**TO DO**
Set the data down again, exactly as it appears below.

**INFORMATION**

//! Untyped spreadsheet cell values.

use serde::{Deserialize, Serialize};

/// A single cell as read from a workbook, before any column semantics apply.
#[derive(Debug, Clone, PartialEq, Default, Serialize, Deserialize)]
#[serde(tag = "type", content = "value", rename_all = "snake_case")]
pub enum Cell {
    /// No value stored.
    #[default]
    Empty,
    /// Text cell.
    Text(String),
    /// Integer cell.
    Int(i64),
    /// Floating point cell.
    Float(f64),
    /// Boolean cell.
    Bool(bool),
    /// Date/time cell, kept as its spreadsheet serial number.
    DateTime(f64),
    /// Formula error (`#N/A`, `#DIV/0!`, ...).
    Error(String),
}

impl Cell {
    /// True when no value is stored at all.
    pub fn is_empty(&self) -> bool {
        matches!(self, Cell::Empty)
    }

    /// True for empty cells and text cells containing only whitespace.
    pub fn is_blank(&self) -> bool {
        match self {
            Cell::Empty => true,
            Cell::Text(s) => s.trim().is_empty(),
            _ => false,
        }
    }

    /// Render the cell as text.
    ///
    /// Integral floats drop their fraction so that numeric id cells read back
    /// as plain digit strings (`123.0` becomes `"123"`).
    pub fn text(&self) -> String {
        match self {
            Cell::Empty => String::new(),
            Cell::Text(s) => s.clone(),
            Cell::Int(i) => i.to_string(),
            Cell::Float(f) | Cell::DateTime(f) => format_float(*f),
            Cell::Bool(b) => b.to_string(),
            Cell::Error(e) => e.clone(),
        }
    }

    /// Trimmed text rendering.
    pub fn trimmed(&self) -> String {
        self.text().trim().to_string()
    }

    /// Numeric interpretation, `None` when the cell holds no finite number.
    pub fn as_number(&self) -> Option<f64> {
        let value = match self {
            Cell::Int(i) => *i as f64,
            Cell::Float(f) | Cell::DateTime(f) => *f,
            Cell::Text(s) => s.trim().parse::<f64>().ok()?,
            Cell::Empty | Cell::Bool(_) | Cell::Error(_) => return None,
        };

        value.is_finite().then_some(value)
    }
}

static EMPTY: Cell = Cell::Empty;

/// Cell at `idx`, empty when the row is shorter.
pub fn cell_at(row: &[Cell], idx: usize) -> &Cell {
    row.get(idx).unwrap_or(&EMPTY)
}

fn format_float(f: f64) -> String {
    if f.is_finite() && f.fract() == 0.0 && f.abs() < 1e15 {
        format!("{:.0}", f)
    } else {
        format!("{}", f)
    }
}

impl From<&str> for Cell {
    fn from(s: &str) -> Self {
        Cell::Text(s.to_string())
    }
}

impl From<String> for Cell {
    fn from(s: String) -> Self {
        Cell::Text(s)
    }
}

impl From<i64> for Cell {
    fn from(i: i64) -> Self {
        Cell::Int(i)
    }
}

impl From<f64> for Cell {
    fn from(f: f64) -> Self {
        Cell::Float(f)
    }
}

#[cfg(test)]
mod tests {
    use super::*;

    #[test]
    fn test_text_rendering() {
        assert_eq!(Cell::Float(123.0).text(), "123");
        assert_eq!(Cell::Float(12.5).text(), "12.5");
        assert_eq!(Cell::Int(55).text(), "55");
        assert_eq!(Cell::Empty.text(), "");
        assert_eq!(Cell::from(" 000123 ").trimmed(), "000123");
    }

    #[test]
    fn test_blank_detection() {
        assert!(Cell::Empty.is_blank());
        assert!(Cell::from("   ").is_blank());
        assert!(!Cell::from("   ").is_empty());
        assert!(!Cell::Int(0).is_blank());
    }

    #[test]
    fn test_cell_at_pads_short_rows() {
        let row = vec![Cell::Int(1)];
        assert_eq!(cell_at(&row, 0), &Cell::Int(1));
        assert_eq!(cell_at(&row, 7), &Cell::Empty);
    }

    #[test]
    fn test_as_number() {
        assert_eq!(Cell::from(" 7001 ").as_number(), Some(7001.0));
        assert_eq!(Cell::from("1.2e3").as_number(), Some(1200.0));
        assert_eq!(Cell::from("AB12").as_number(), None);
        assert_eq!(Cell::Float(f64::NAN).as_number(), None);
        assert_eq!(Cell::Bool(true).as_number(), None);
    }
}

**SOLUTION TO THE EXERCISE**
//! Untyped spreadsheet cell values.

use serde::{Deserialize, Serialize};

/// A single cell as read from a workbook, before any column semantics apply.
#[derive(Debug, Clone, PartialEq, Default, Serialize, Deserialize)]
#[serde(tag = "type", content = "value", rename_all = "snake_case")]
pub enum Cell {
    /// No value stored.
    #[default]
    Empty,
    /// Text cell.
    Text(String),
    /// Integer cell.
    Int(i64),
    /// Floating point cell.
    Float(f64),
    /// Boolean cell.
    Bool(bool),
    /// Date/time cell, kept as its spreadsheet serial number.
    DateTime(f64),
    /// Formula error (`#N/A`, `#DIV/0!`, ...).
    Error(String),
}

impl Cell {
    /// True when no value is stored at all.
    pub fn is_empty(&self) -> bool {
        matches!(self, Cell::Empty)
    }

    /// True for empty cells and text cells containing only whitespace.
    pub fn is_blank(&self) -> bool {
        match self {
            Cell::Empty => true,
            Cell::Text(s) => s.trim().is_empty(),
            _ => false,
        }
    }

    /// Render the cell as text.
    ///
    /// Integral floats drop their fraction so that numeric id cells read back
    /// as plain digit strings (`123.0` becomes `"123"`).
    pub fn text(&self) -> String {
        match self {
            Cell::Empty => String::new(),
            Cell::Text(s) => s.clone(),
            Cell::Int(i) => i.to_string(),
            Cell::Float(f) | Cell::DateTime(f) => format_float(*f),
            Cell::Bool(b) => b.to_string(),
            Cell::Error(e) => e.clone(),
        }
    }

    /// Trimmed text rendering.
    pub fn trimmed(&self) -> String {
        self.text().trim().to_string()
    }

    /// Numeric interpretation, `None` when the cell holds no finite number.
    pub fn as_number(&self) -> Option<f64> {
        let value = match self {
            Cell::Int(i) => *i as f64,
            Cell::Float(f) | Cell::DateTime(f) => *f,
            Cell::Text(s) => s.trim().parse::<f64>().ok()?,
            Cell::Empty | Cell::Bool(_) | Cell::Error(_) => return None,
        };

        value.is_finite().then_some(value)
    }
}

static EMPTY: Cell = Cell::Empty;

/// Cell at `idx`, empty when the row is shorter.
pub fn cell_at(row: &[Cell], idx: usize) -> &Cell {
    row.get(idx).unwrap_or(&EMPTY)
}

fn format_float(f: f64) -> String {
    if f.is_finite() && f.fract() == 0.0 && f.abs() < 1e15 {
        format!("{:.0}", f)
    } else {
        format!("{}", f)
    }
}

impl From<&str> for Cell {
    fn from(s: &str) -> Self {
        Cell::Text(s.to_string())
    }
}

impl From<String> for Cell {
    fn from(s: String) -> Self {
        Cell::Text(s)
    }
}

impl From<i64> for Cell {
    fn from(i: i64) -> Self {
        Cell::Int(i)
    }
}

impl From<f64> for Cell {
    fn from(f: f64) -> Self {
        Cell::Float(f)
    }
}

#[cfg(test)]
mod tests {
    use super::*;

    #[test]
    fn test_text_rendering() {
        assert_eq!(Cell::Float(123.0).text(), "123");
        assert_eq!(Cell::Float(12.5).text(), "12.5");
        assert_eq!(Cell::Int(55).text(), "55");
        assert_eq!(Cell::Empty.text(), "");
        assert_eq!(Cell::from(" 000123 ").trimmed(), "000123");
    }

    #[test]
    fn test_blank_detection() {
        assert!(Cell::Empty.is_blank());
        assert!(Cell::from("   ").is_blank());
        assert!(!Cell::from("   ").is_empty());
        assert!(!Cell::Int(0).is_blank());
    }

    #[test]
    fn test_cell_at_pads_short_rows() {
        let row = vec![Cell::Int(1)];
        assert_eq!(cell_at(&row, 0), &Cell::Int(1));
        assert_eq!(cell_at(&row, 7), &Cell::Empty);
    }

    #[test]
    fn test_as_number() {
        assert_eq!(Cell::from(" 7001 ").as_number(), Some(7001.0));
        assert_eq!(Cell::from("1.2e3").as_number(), Some(1200.0));
        assert_eq!(Cell::from("AB12").as_number(), None);
        assert_eq!(Cell::Float(f64::NAN).as_number(), None);
        assert_eq!(Cell::Bool(true).as_number(), None);
    }
}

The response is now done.